- _Task objective_: What you return should be the lines from the first line of the records below through the line holding "an upright layout", unchanged.
^^^^^^^^^^^^^^^^
//! Geometry normalization: orientation, rotation, straighten and crop.
//!
//! Geometry is applied before any adjustment operator runs.
//!
//! # Transform Order
//!
//! 1. Source orientation (EXIF), giving an upright layout
//! 2. Quarter turns (`rotationTurns`, reduced mod 4, clockwise)
//! 3. Straighten (small continuous angle, extent preserved)
//! 4. Crop: an explicit rect wins over an aspect-only request
//!
//! # Coordinate System
//!
//! - Straighten angles are in degrees, positive = counter-clockwise
//! - Crop coordinates are normalized (0.0 to 1.0) relative to image dimensions
//! - Origin is top-left corner

mod crop;
mod orientation;
mod rotation;

use serde::{Deserialize, Serialize};
use tracing::debug;

pub use crop::{
    apply_aspect_crop, apply_rect_crop, aspect_region, crop_pixels, rect_region, FloatRect,
    NormalizedRect, PixelRect, MIN_ASPECT, MIN_CROP_EXTENT,
};
pub use orientation::{apply_orientation, normalize_turns, rotate_quarter_turns};
pub use rotation::{apply_straighten, cover_scale, InterpolationFilter, STRAIGHTEN_EPSILON_RAD};

use crate::color::WorkingImage;
use crate::decode::Orientation;

/// Caller-requested geometry edit.
#[derive(Debug, Clone, Copy, Default, PartialEq, Serialize, Deserialize)]
#[serde(default)]
pub struct GeometrySpec {
    /// Target aspect ratio (width / height) for a centered crop.
    pub aspect: Option<f64>,
    /// Explicit crop; takes precedence over `aspect`.
    pub rect: Option<NormalizedRect>,
    /// Clockwise quarter turns, any integer.
    pub rotation_turns: i64,
    /// Straighten angle in degrees.
    pub straighten_degrees: f64,
}

impl GeometrySpec {
    /// True when applying this edit leaves an upright image unchanged.
    pub fn is_identity(&self) -> bool {
        normalize_turns(self.rotation_turns) == 0
            && self.straighten_degrees.to_radians().abs() <= STRAIGHTEN_EPSILON_RAD
            && self.rect.is_none()
            && !self.aspect.is_some_and(|a| a.is_finite() && a > MIN_ASPECT)
    }
}

/// Apply source orientation and an optional geometry edit.
pub fn normalize_geometry(
    image: WorkingImage,
    orientation: Orientation,
    geometry: Option<&GeometrySpec>,
    filter: InterpolationFilter,
) -> WorkingImage {
    let image = apply_orientation(image, orientation);
    let Some(geometry) = geometry else {
        return image;
    };
    if geometry.is_identity() {
        debug!("Identity geometry edit");
        return image;
    }

    let turns = normalize_turns(geometry.rotation_turns);
    let mut image = rotate_quarter_turns(image, turns as i64);

    if geometry.straighten_degrees.to_radians().abs() > STRAIGHTEN_EPSILON_RAD {
        debug!(
            degrees = geometry.straighten_degrees,
            ?filter,
            "Straightening"
        );
        image = apply_straighten(&image, geometry.straighten_degrees, filter);
    }

    if let Some(rect) = geometry.rect {
        debug!(?rect, "Rect crop");
        apply_rect_crop(&image, rect)
    } else if let Some(aspect) = geometry.aspect {
        debug!(aspect, "Aspect crop");
        apply_aspect_crop(&image, aspect)
    } else {
        image
    }
}
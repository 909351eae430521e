//! Caller-visible error codes.

use std::fmt;

use luma_core::RenderError;
use serde::{Deserialize, Serialize};
use thiserror::Error;

/// Stable error code sent back over the method channel.
#[derive(Debug, Clone, Copy, PartialEq, Eq, Hash, Serialize, Deserialize)]
#[serde(rename_all = "snake_case")]
pub enum ErrorCode {
    /// Missing or mistyped arguments
    BadArgs,
    /// Preview render failed
    RenderFailed,
    /// Export render or save failed
    ExportFailed,
    /// Unknown method name
    NotImplemented,
    /// Cancelled before it was accepted
    Cancelled,
}

impl ErrorCode {
    pub fn as_str(self) -> &'static str {
        match self {
            ErrorCode::BadArgs => "bad_args",
            ErrorCode::RenderFailed => "render_failed",
            ErrorCode::ExportFailed => "export_failed",
            ErrorCode::NotImplemented => "not_implemented",
            ErrorCode::Cancelled => "cancelled",
        }
    }
}

impl fmt::Display for ErrorCode {
    fn fmt(&self, f: &mut fmt::Formatter<'_>) -> fmt::Result {
        f.write_str(self.as_str())
    }
}

/// Error reply: a code plus a human-readable message.
#[derive(Debug, Clone, PartialEq, Eq, Error, Serialize, Deserialize)]
#[error("{code}: {message}")]
pub struct BridgeError {
    pub code: ErrorCode,
    pub message: String,
}

impl BridgeError {
    pub fn new(code: ErrorCode, message: impl Into<String>) -> Self {
        Self {
            code,
            message: message.into(),
        }
    }

    pub fn bad_args(message: impl Into<String>) -> Self {
        Self::new(ErrorCode::BadArgs, message)
    }

    pub fn not_implemented(method: &str) -> Self {
        Self::new(ErrorCode::NotImplemented, format!("Unknown method {}", method))
    }

    pub fn cancelled() -> Self {
        Self::new(ErrorCode::Cancelled, "Request cancelled before submission")
    }

    /// Map a render failure, using `failure` for everything that is not an
    /// input problem.
    pub fn from_render(err: &RenderError, failure: ErrorCode) -> Self {
        let code = match err {
            RenderError::InputError(_) => ErrorCode::BadArgs,
            _ => failure,
        };
        Self::new(code, err.to_string())
    }
}
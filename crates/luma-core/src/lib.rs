//! Luma Core - Photo adjustment rendering pipeline
//!
//! This crate turns a decoded source photo, an optional geometry edit and a set
//! of named adjustment values into encoded JPEG bytes, at either preview or
//! export resolution.
//!
//! # Pipeline
//!
//! ```text
//! source -> geometry -> adjustments -> (preview) resample -> encode -> bytes
//! ```
//!
//! Pixels are processed as 32-bit float RGB in linear-light sRGB and are only
//! quantized back to 8-bit sRGB by the encoder.

pub mod adjustments;
pub mod color;
pub mod config;
pub mod curve;
pub mod decode;
pub mod detail;
pub mod effects;
pub mod encode;
pub mod error;
pub mod icc;
pub mod pipeline;
pub mod render;
pub mod resample;
pub mod store;
pub mod transform;

pub use color::WorkingImage;
pub use config::{ConfigError, OperatorConstants, RenderConfig, TierConfig};
pub use curve::{apply_tone_curve, evaluate_curve, synthesize_tone_curve, ToneCurveLut};
pub use effects::GrainSeed;
pub use error::RenderError;
pub use pipeline::apply_adjustments;
pub use render::{
    ExportRequest, ExportStatus, PreviewRequest, RenderRequest, Renderer, Tier,
};
pub use store::{AssetRef, AssetStore, MemoryAssetStore, SourceAsset, StoreError};
pub use transform::{normalize_geometry, GeometrySpec, InterpolationFilter, NormalizedRect};

/// Magnitude below which a parameter counts as neutral.
///
/// Every operator is skipped when its driving value is under this threshold,
/// which keeps the all-zero parameter set an exact identity.
pub const NEUTRAL_EPSILON: f32 = 1e-4;

/// Adjustment values for one render.
///
/// All fields default to 0.0, which is neutral. Field names match the keys
/// accepted at the method-channel boundary.
#[derive(Debug, Clone, Copy, Default, PartialEq, serde::Serialize, serde::Deserialize)]
#[serde(default)]
pub struct AdjustmentParameters {
    /// Exposure in stops (EV)
    pub exposure: f32,
    /// Contrast (-1 to 1)
    pub contrast: f32,
    /// Saturation (-1 to 1)
    pub saturation: f32,
    /// Vibrance (-1 to 1)
    pub vibrance: f32,
    /// Highlights (-1 to 1), positive recovers highlights
    pub highlights: f32,
    /// Shadows (-1 to 1), positive lifts shadows
    pub shadows: f32,
    /// Whites (-1 to 1)
    pub whites: f32,
    /// Blacks (-1 to 1)
    pub blacks: f32,
    /// White balance temperature shift (-1 to 1), positive is warmer
    pub color_balance: f32,
    /// White balance tint (-1 to 1), positive is more magenta
    pub tint: f32,
    /// Luminance noise reduction (0 to 1)
    pub noise: f32,
    /// Color noise reduction (0 to 1)
    pub color_noise: f32,
    /// Clarity (0 to 1)
    pub clarity: f32,
    /// Texture (0 to 1)
    pub texture: f32,
    /// Sharpening (0 to 1)
    pub sharpen: f32,
    /// Dehaze (-1 to 1)
    pub dehaze: f32,
    /// Vignette (0 to 1)
    pub vignette: f32,
    /// Film grain (0 to 1)
    pub grain: f32,
}

impl AdjustmentParameters {
    /// Every recognized parameter name, in declaration order.
    pub const NAMES: [&'static str; 18] = [
        "exposure",
        "contrast",
        "saturation",
        "vibrance",
        "highlights",
        "shadows",
        "whites",
        "blacks",
        "color_balance",
        "tint",
        "noise",
        "color_noise",
        "clarity",
        "texture",
        "sharpen",
        "dehaze",
        "vignette",
        "grain",
    ];

    /// Create a new AdjustmentParameters with all values neutral
    pub fn new() -> Self {
        Self::default()
    }

    /// Set a parameter by its boundary name.
    ///
    /// Returns `false` (and changes nothing) if the name is not recognized.
    pub fn set(&mut self, name: &str, value: f32) -> bool {
        let slot = match name {
            "exposure" => &mut self.exposure,
            "contrast" => &mut self.contrast,
            "saturation" => &mut self.saturation,
            "vibrance" => &mut self.vibrance,
            "highlights" => &mut self.highlights,
            "shadows" => &mut self.shadows,
            "whites" => &mut self.whites,
            "blacks" => &mut self.blacks,
            "color_balance" => &mut self.color_balance,
            "tint" => &mut self.tint,
            "noise" => &mut self.noise,
            "color_noise" => &mut self.color_noise,
            "clarity" => &mut self.clarity,
            "texture" => &mut self.texture,
            "sharpen" => &mut self.sharpen,
            "dehaze" => &mut self.dehaze,
            "vignette" => &mut self.vignette,
            "grain" => &mut self.grain,
            _ => return false,
        };
        *slot = value;
        true
    }

    /// Check if all values are neutral
    pub fn is_neutral(&self) -> bool {
        self.values().iter().all(|v| is_neutral(*v))
    }

    /// All values in `NAMES` order.
    pub fn values(&self) -> [f32; 18] {
        [
            self.exposure,
            self.contrast,
            self.saturation,
            self.vibrance,
            self.highlights,
            self.shadows,
            self.whites,
            self.blacks,
            self.color_balance,
            self.tint,
            self.noise,
            self.color_noise,
            self.clarity,
            self.texture,
            self.sharpen,
            self.dehaze,
            self.vignette,
            self.grain,
        ]
    }
}

/// True when `value` is too small to drive an operator.
#[inline]
pub fn is_neutral(value: f32) -> bool {
    value.abs() < NEUTRAL_EPSILON
}

/// Clamp to the unit interval.
#[inline]
pub fn clamp01(value: f32) -> f32 {
    value.clamp(0.0, 1.0)
}
//! Source decoding with EXIF orientation lookup.

use std::io::Cursor;

use exif::{In, Reader, Tag};
use image::{DynamicImage, ImageDecoder, ImageError, ImageReader};
use tracing::warn;

use super::{DecodeError, DecodedImage, Orientation};
use crate::icc;

/// Decode source bytes (JPEG or PNG) into 8-bit sRGB pixels.
///
/// The stored pixel layout is returned as-is; no orientation is applied.
/// An embedded ICC profile is kept on the result. Pixels are not converted,
/// so a source tagged with another space is logged and rendered as sRGB.
///
/// # Errors
///
/// Returns `DecodeError::Empty` for an empty buffer,
/// `DecodeError::InvalidFormat` if the container is not recognized, and
/// `DecodeError::CorruptedFile` if decoding fails part way.
pub fn decode_source(bytes: &[u8]) -> Result<DecodedImage, DecodeError> {
    if bytes.is_empty() {
        return Err(DecodeError::Empty);
    }

    let reader = ImageReader::new(Cursor::new(bytes))
        .with_guessed_format()
        .map_err(|e| DecodeError::CorruptedFile(e.to_string()))?;

    if reader.format().is_none() {
        return Err(DecodeError::InvalidFormat);
    }

    let mut decoder = reader.into_decoder().map_err(|e| match e {
        ImageError::Unsupported(_) => DecodeError::InvalidFormat,
        other => DecodeError::CorruptedFile(other.to_string()),
    })?;
    let icc_profile = decoder.icc_profile().unwrap_or_else(|e| {
        warn!(error = %e, "Unreadable ICC profile, treating source as sRGB");
        None
    });
    let img = DynamicImage::from_decoder(decoder)
        .map_err(|e| DecodeError::CorruptedFile(e.to_string()))?;

    let decoded = DecodedImage::from_rgb(img.into_rgb8()).with_icc_profile(icc_profile);
    if !decoded.is_srgb() {
        let description = decoded
            .icc_profile
            .as_deref()
            .and_then(icc::profile_description);
        warn!(
            profile = description.as_deref().unwrap_or("unnamed"),
            "Source is tagged with a non-sRGB profile; pixels are rendered as sRGB"
        );
    }
    Ok(decoded)
}

/// Read the EXIF orientation embedded in source bytes.
///
/// Returns `Orientation::Normal` if no EXIF data is found or orientation
/// cannot be determined.
pub fn read_orientation(bytes: &[u8]) -> Orientation {
    let mut cursor = Cursor::new(bytes);

    match Reader::new().read_from_container(&mut cursor) {
        Ok(exif) => exif
            .get_field(Tag::Orientation, In::PRIMARY)
            .and_then(|field| field.value.get_uint(0))
            .map(Orientation::from_exif)
            .unwrap_or_default(),
        Err(_) => Orientation::Normal,
    }
}
//! Output encoding: rasterize to an explicit color space, then compress.
//!
//! The working image is linear light. Rasterizing always names its target
//! space, so an output can never pick up an implicit device space, and the
//! JPEG carries the matching ICC profile.
//!
//! # Examples
//!
//! ```ignore
//! use luma_core::encode::{encode, rasterize, OutputColorSpace};
//!
//! let bytes = encode(&image, 0.9)?;
//! let raster = rasterize(&image, OutputColorSpace::Srgb)?;
//! ```

mod jpeg;

use rayon::prelude::*;

pub use jpeg::{encode_jpeg, quality_to_jpeg, EncodeError};

use crate::color::{linear_to_srgb, WorkingImage};

/// Color space of the rasterized 8-bit output.
#[derive(Debug, Clone, Copy, PartialEq, Eq, Default)]
pub enum OutputColorSpace {
    /// sRGB primaries with the sRGB transfer curve.
    #[default]
    Srgb,
}

impl OutputColorSpace {
    /// Encode one linear-light value into this space, clamped to [0, 1].
    #[inline]
    fn encode_value(self, linear: f32) -> f32 {
        match self {
            OutputColorSpace::Srgb => linear_to_srgb(linear.clamp(0.0, 1.0)),
        }
    }
}

/// 8-bit RGB raster in a known color space.
#[derive(Debug, Clone, PartialEq)]
pub struct Raster {
    pub width: u32,
    pub height: u32,
    pub color_space: OutputColorSpace,
    pub pixels: Vec<u8>,
}

/// Quantize a working image into an 8-bit raster in `color_space`.
///
/// The working extent is already an integral pixel rectangle; it must exceed
/// 1px on both sides.
pub fn rasterize(
    image: &WorkingImage,
    color_space: OutputColorSpace,
) -> Result<Raster, EncodeError> {
    let (width, height) = image.dimensions();
    if width <= 1 || height <= 1 {
        return Err(EncodeError::DegenerateExtent { width, height });
    }

    let pixels = image
        .as_raw()
        .par_iter()
        .map(|&v| {
            let encoded = color_space.encode_value(v);
            // NaN casts to 0
            (encoded * 255.0).round().clamp(0.0, 255.0) as u8
        })
        .collect();

    Ok(Raster {
        width,
        height,
        color_space,
        pixels,
    })
}

/// Rasterize to sRGB and compress to JPEG at a unit-interval quality.
pub fn encode(image: &WorkingImage, quality: f32) -> Result<Vec<u8>, EncodeError> {
    let raster = rasterize(image, OutputColorSpace::Srgb)?;
    encode_jpeg(&raster.pixels, raster.width, raster.height, quality_to_jpeg(quality))
}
^^^^^^^^^^^^^^^^
- _Result for this exercise_:
//! Geometry normalization: orientation, rotation, straighten and crop.
//!
//! Geometry is applied before any adjustment operator runs.
//!
//! # Transform Order
//!
//! 1. Source orientation (EXIF), giving an upright layout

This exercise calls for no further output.